What you have to do: Copy each line of the records that holds the string "struct".

Supplied information:
- - -

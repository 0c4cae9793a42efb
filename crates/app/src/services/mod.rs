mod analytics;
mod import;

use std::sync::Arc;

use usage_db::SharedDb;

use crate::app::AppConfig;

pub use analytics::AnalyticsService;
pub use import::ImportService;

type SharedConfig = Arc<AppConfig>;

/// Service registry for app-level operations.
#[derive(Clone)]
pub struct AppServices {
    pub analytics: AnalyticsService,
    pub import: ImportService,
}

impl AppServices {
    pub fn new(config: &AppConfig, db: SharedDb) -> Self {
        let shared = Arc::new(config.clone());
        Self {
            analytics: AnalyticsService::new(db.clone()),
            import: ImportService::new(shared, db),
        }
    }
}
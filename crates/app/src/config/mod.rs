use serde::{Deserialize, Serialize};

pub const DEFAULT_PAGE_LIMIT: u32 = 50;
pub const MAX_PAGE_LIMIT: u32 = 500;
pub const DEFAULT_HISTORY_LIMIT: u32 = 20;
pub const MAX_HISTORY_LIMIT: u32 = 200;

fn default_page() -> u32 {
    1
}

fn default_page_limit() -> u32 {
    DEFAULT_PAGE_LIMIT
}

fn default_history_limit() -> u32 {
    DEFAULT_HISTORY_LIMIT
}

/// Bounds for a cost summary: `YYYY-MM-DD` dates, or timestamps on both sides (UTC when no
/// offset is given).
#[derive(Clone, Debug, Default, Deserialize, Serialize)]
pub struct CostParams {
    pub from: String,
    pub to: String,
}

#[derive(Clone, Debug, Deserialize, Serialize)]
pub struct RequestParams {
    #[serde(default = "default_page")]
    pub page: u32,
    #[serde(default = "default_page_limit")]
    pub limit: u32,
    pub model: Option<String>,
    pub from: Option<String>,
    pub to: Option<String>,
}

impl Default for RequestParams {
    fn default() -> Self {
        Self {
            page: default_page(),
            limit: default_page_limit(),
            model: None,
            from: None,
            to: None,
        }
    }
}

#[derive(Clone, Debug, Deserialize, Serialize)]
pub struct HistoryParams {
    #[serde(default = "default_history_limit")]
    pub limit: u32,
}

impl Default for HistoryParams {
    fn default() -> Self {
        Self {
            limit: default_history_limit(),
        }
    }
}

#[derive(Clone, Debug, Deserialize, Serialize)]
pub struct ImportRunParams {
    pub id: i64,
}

- - -

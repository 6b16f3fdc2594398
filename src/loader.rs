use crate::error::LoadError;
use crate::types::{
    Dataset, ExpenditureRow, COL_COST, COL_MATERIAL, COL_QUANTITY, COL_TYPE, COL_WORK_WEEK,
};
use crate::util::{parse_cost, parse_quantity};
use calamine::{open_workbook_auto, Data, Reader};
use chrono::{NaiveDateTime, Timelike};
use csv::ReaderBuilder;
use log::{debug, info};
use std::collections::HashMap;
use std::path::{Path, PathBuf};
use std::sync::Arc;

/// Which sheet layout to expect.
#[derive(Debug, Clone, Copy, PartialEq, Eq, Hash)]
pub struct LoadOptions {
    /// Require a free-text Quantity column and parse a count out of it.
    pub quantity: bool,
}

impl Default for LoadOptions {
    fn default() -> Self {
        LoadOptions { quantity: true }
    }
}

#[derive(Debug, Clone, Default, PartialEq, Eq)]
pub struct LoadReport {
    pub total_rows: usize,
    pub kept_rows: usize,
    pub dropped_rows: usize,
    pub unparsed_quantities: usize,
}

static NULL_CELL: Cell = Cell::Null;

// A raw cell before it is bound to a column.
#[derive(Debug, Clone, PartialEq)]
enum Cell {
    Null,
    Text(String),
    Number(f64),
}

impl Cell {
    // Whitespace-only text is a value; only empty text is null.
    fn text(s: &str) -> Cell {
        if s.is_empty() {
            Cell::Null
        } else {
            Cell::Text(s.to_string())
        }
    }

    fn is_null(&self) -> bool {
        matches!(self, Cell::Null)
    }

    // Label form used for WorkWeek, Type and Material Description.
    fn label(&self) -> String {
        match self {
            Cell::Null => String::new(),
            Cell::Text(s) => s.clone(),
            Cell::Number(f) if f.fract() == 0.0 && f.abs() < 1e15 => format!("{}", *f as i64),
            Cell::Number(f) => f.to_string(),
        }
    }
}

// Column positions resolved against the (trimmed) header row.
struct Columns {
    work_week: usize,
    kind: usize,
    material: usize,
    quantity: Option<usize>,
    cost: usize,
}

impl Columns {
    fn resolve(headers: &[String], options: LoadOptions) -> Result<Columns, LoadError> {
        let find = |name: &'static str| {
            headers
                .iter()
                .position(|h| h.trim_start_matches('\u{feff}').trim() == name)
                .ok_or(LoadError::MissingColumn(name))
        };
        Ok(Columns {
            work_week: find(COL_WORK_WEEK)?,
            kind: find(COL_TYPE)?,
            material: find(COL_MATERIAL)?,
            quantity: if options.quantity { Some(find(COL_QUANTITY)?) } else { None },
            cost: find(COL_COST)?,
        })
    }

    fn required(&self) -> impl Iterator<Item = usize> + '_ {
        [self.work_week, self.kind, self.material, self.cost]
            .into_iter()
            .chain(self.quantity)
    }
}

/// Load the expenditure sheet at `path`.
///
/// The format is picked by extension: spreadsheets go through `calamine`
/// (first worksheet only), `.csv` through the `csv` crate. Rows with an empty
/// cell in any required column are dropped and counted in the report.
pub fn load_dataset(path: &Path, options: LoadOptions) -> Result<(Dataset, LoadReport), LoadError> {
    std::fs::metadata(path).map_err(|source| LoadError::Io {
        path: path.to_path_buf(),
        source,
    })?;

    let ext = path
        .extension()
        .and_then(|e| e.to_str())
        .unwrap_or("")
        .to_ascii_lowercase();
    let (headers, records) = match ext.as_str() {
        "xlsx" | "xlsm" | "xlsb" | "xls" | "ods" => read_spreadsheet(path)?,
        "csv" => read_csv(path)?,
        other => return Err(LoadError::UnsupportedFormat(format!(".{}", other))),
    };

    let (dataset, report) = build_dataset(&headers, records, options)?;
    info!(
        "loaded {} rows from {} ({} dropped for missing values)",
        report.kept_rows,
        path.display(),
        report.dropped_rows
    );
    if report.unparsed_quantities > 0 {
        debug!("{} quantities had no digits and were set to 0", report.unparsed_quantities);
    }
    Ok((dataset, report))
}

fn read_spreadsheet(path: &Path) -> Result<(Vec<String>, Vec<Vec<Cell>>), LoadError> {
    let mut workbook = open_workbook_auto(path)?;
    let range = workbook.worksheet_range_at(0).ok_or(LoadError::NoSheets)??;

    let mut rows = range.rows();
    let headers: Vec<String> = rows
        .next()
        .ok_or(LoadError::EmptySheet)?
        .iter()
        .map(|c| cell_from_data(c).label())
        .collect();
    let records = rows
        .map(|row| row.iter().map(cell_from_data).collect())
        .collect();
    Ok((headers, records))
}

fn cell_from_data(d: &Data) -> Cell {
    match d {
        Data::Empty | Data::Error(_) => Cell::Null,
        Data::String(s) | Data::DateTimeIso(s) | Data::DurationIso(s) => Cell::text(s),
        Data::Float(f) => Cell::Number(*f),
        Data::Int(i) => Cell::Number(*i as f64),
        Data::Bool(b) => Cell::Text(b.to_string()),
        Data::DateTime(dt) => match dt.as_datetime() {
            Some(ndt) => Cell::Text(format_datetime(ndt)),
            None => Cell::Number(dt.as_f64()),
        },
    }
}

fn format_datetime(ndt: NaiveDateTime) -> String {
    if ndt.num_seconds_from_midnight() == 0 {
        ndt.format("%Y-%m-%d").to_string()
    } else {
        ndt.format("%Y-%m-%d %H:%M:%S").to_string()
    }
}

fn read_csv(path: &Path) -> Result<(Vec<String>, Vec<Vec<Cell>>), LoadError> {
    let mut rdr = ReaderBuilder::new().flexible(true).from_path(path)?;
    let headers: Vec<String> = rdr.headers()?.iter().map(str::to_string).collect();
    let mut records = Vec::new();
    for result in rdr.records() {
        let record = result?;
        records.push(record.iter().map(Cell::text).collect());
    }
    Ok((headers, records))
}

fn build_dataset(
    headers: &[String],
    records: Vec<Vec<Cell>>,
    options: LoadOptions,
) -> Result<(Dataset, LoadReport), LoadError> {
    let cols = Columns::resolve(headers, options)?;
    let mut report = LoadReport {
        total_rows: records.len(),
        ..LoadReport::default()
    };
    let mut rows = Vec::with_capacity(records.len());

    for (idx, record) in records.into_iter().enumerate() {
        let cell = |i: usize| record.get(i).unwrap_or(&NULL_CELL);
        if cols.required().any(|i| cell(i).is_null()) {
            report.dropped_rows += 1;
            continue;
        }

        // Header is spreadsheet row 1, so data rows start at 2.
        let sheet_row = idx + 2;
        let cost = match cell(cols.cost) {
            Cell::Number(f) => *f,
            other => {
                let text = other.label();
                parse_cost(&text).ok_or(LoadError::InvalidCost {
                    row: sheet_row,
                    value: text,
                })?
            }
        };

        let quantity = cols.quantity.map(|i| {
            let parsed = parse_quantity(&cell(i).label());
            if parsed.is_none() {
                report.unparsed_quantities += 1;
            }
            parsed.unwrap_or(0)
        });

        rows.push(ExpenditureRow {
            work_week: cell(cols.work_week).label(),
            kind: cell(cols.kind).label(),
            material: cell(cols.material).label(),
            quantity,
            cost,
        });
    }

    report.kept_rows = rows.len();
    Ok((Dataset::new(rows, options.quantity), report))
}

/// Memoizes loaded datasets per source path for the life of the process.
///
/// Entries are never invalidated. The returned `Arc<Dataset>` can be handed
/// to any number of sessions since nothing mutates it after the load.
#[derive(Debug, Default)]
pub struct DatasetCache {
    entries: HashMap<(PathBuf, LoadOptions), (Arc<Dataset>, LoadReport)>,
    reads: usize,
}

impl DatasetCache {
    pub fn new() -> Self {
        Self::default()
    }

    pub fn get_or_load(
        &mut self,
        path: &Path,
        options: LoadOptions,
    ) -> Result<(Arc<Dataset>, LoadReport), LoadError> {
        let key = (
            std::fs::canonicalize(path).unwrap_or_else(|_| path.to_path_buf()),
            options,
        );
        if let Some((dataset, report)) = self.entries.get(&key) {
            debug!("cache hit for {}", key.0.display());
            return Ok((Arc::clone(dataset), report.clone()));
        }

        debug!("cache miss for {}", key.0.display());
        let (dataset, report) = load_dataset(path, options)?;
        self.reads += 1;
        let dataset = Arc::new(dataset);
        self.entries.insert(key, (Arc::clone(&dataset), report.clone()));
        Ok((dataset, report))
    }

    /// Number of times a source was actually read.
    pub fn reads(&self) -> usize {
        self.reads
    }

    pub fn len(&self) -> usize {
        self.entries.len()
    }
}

- - -

Exercise solution:
pub struct AppServices {
pub struct CostParams {
pub struct RequestParams {
pub struct HistoryParams {
pub struct ImportRunParams {
pub struct LoadOptions {
pub struct LoadReport {
struct Columns {
pub struct DatasetCache {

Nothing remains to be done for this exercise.